Hallie K. Biden (née Olivere) (born July 6, 1973) is an American school counselor, non-profit executive, and member of the Biden family. She worked as a school counselor at the Tatnall School in Wilmington, Delaware and at Archmere Academy in Claymont, Delaware. In 2002, she married Beau Biden, a son of U.S. President Joe Biden and Neilia Hunter Biden. They lived in Wilmington while her husband served as the Attorney General of Delaware. After her husband's death from glioblastoma in 2015, Biden became the chairwoman of the board of directors for the Beau Biden Foundation For the Protection of Children. She received media attention and scrutiny for her romantic relationship with Beau's brother Hunter Biden from 2016 to 2019.

Early life and education 
Biden was born on July 6, 1973, in Greenville, Delaware to Louis Ronald "Ron" Olivere and Joan Berger. Her mother, who was a childhood friend of Joe Biden, owned a drycleaning business. She is of Jewish background. She was educated at the Tatnall School, a private college preparatory school near Wilmington, Delaware.

Career 
Biden worked as an admissions counselor at her alma mater, the Tatnall School, and as a guidance counselor at Archmere Academy. She serves as the Chairwoman of the Board of Directors for the Beau Biden Foundation For the Protection of Children.

Personal life 

In 1998, she began dating her childhood friend Joseph Robinette "Beau" Biden III, who worked as a federal prosecutor in the United States Attorney's Office for the Eastern District of Pennsylvania. The two became engaged during a family Thanksgiving celebration in Nantucket. She married Beau Biden in 2002. They had two children: daughter Natalie Naomi Biden (b. 2004), and son Robert Hunter Biden II (b. 2006). The family lived in Wilmington, Delaware while her husband served as the Attorney General of Delaware.

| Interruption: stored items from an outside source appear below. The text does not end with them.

use c64db::bus::RomSet;
use c64db::config::{LocalConfig, Machine, MonitorConfig, RemoteConfig};
use c64db::debug::{Breakpoint, Breakpoints, DebugEvent};
use c64db::engine::{Backend, LocalEngine};
use clap::{Parser, Subcommand};
use std::path::PathBuf;
use std::time::Duration;
use tracing_subscriber::EnvFilter;

//===========================================================================//

#[derive(Parser)]
#[clap(author, about, long_about = None, version)]
struct Cli {
    /// Log debug output.
    #[clap(short, long, global = true)]
    verbose: bool,
    #[clap(subcommand)]
    command: Command,
}

#[derive(Subcommand)]
enum Command {
    /// Runs a program on the built-in interpreter until it stops.
    Run {
        /// The program file (load address followed by contents).
        program: PathBuf,
        /// Start here instead of at the program's entry point.
        #[clap(long, value_parser = parse_address)]
        start: Option<u16>,
        /// Don't look for a BASIC SYS launcher to find the entry point.
        #[clap(long)]
        no_offset_correction: bool,
        /// Stop at this address.  May be repeated.
        #[clap(long = "break", value_parser = parse_address)]
        breakpoints: Vec<u16>,
        /// Simulate a C64 using basic.bin, kernal.bin and chargen.bin from
        /// this directory.
        #[clap(long)]
        c64_roms: Option<PathBuf>,
        /// Stop after this many instructions.
        #[clap(long)]
        max_instructions: Option<u64>,
    },
    /// Connects to a running emulator's binary monitor.
    Monitor {
        /// Monitor host.
        #[clap(long, default_value = "127.0.0.1")]
        host: String,
        /// Monitor port.
        #[clap(long, default_value_t = 6502)]
        port: u16,
        /// Reset the emulator and autostart this program.
        #[clap(long)]
        autostart: Option<PathBuf>,
        /// Set a breakpoint at this address.  May be repeated.
        #[clap(long = "break", value_parser = parse_address)]
        breakpoints: Vec<u16>,
    },
}

//===========================================================================//

#[tokio::main]
async fn main() -> c64db::Result<()> {
    let cli = Cli::parse();
    init_logging(cli.verbose);
    match cli.command {
        Command::Run {
            program,
            start,
            no_offset_correction,
            breakpoints,
            c64_roms,
            max_instructions,
        } => {
            let mut config = LocalConfig::default();
            if let Some(dir) = c64_roms {
                config = config.with_machine(Machine::C64(RomSet::load_dir(&dir)?));
            }
            if let Some(limit) = max_instructions {
                config = config
                    .with_slice_time(Duration::MAX)
                    .with_slice_max_steps(limit);
            }
            let mut engine = LocalEngine::new(config);
            engine.init();
            let entry = engine.load_program(&program, !no_offset_correction, start)?;
            println!("{}, entry point ${entry:04x}", engine.description());
            engine.set_breakpoints(to_breakpoints(&breakpoints));
            engine.start();
            loop {
                match engine.poll_event() {
                    Some(event) => {
                        println!("{event}");
                        if let DebugEvent::Stopped(_) = event {
                            break;
                        }
                    }
                    // With an instruction limit, one slice is the whole run.
                    None if max_instructions.is_some() => engine.stop(),
                    None if !engine.is_running() => break,
                    None => {}
                }
            }
            println!("{}", engine.cpu_state());
        }
        Command::Monitor { host, port, autostart, breakpoints } => {
            let config = RemoteConfig::new(MonitorConfig::new(host, port));
            let mut backend = Backend::remote(config);
            backend.set_breakpoints(to_breakpoints(&breakpoints)).await?;
            backend.init().await?;
            if let Some(program) = autostart {
                backend.load_program(&program, true, None).await?;
            }
            println!("{}", backend.cpu_state().await?);
            if let Backend::Remote(engine) = &backend {
                if let Some(client) = engine.client() {
                    for checkpoint in client.checkpoint_list().await? {
                        println!(
                            "checkpoint {}: ${:04x}-${:04x} hits={}{}",
                            checkpoint.id,
                            checkpoint.start,
                            checkpoint.end,
                            checkpoint.hit_count,
                            if checkpoint.temporary { " (temporary)" } else { "" }
                        );
                    }
                    client.exit().await?;
                }
            }
        }
    }
    Ok(())
}

fn init_logging(verbose: bool) {
    let fallback = if verbose { "c64db=debug" } else { "c64db=info" };
    let filter = EnvFilter::try_from_default_env()
        .unwrap_or_else(|_| EnvFilter::new(fallback));
    tracing_subscriber::fmt().with_env_filter(filter).with_target(false).init();
}

fn to_breakpoints(addresses: &[u16]) -> Breakpoints {
    addresses.iter().map(|&addr| Breakpoint::new(addr)).collect()
}

/// Parses `$c000`, `0xc000` or `49152`.
fn parse_address(text: &str) -> Result<u16, String> {
    let (digits, radix) = if let Some(hex) = text.strip_prefix('$') {
        (hex, 16)
    } else if let Some(hex) =
        text.strip_prefix("0x").or_else(|| text.strip_prefix("0X"))
    {
        (hex, 16)
    } else {
        (text, 10)
    };
    u16::from_str_radix(digits, radix)
        .map_err(|error| format!("invalid address {text:?}: {error}"))
}

//===========================================================================//


//===========================================================================//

Her husband died from brain cancer in 2015. Biden maintained a close relationship with other members of the Biden family after her husband's death, encouraging her father-in-law to run in the 2016 presidential election, consulting him before the launch of his 2020 presidential campaign and attending mass with the family at St. Joseph on the Brandywine. In 2016, she began a relationship with her brother-in-law, Hunter Biden, who was in the process of going through a separation from his wife, Kathleen Buhle. She and Hunter Biden moved to Annapolis, Maryland with her children. They ended their relationship in 2019. In March 2019, The Key School filed a lawsuit against Biden, stating that she failed to pay $55,740 in tuition for her two children for the 2018–2019 school year.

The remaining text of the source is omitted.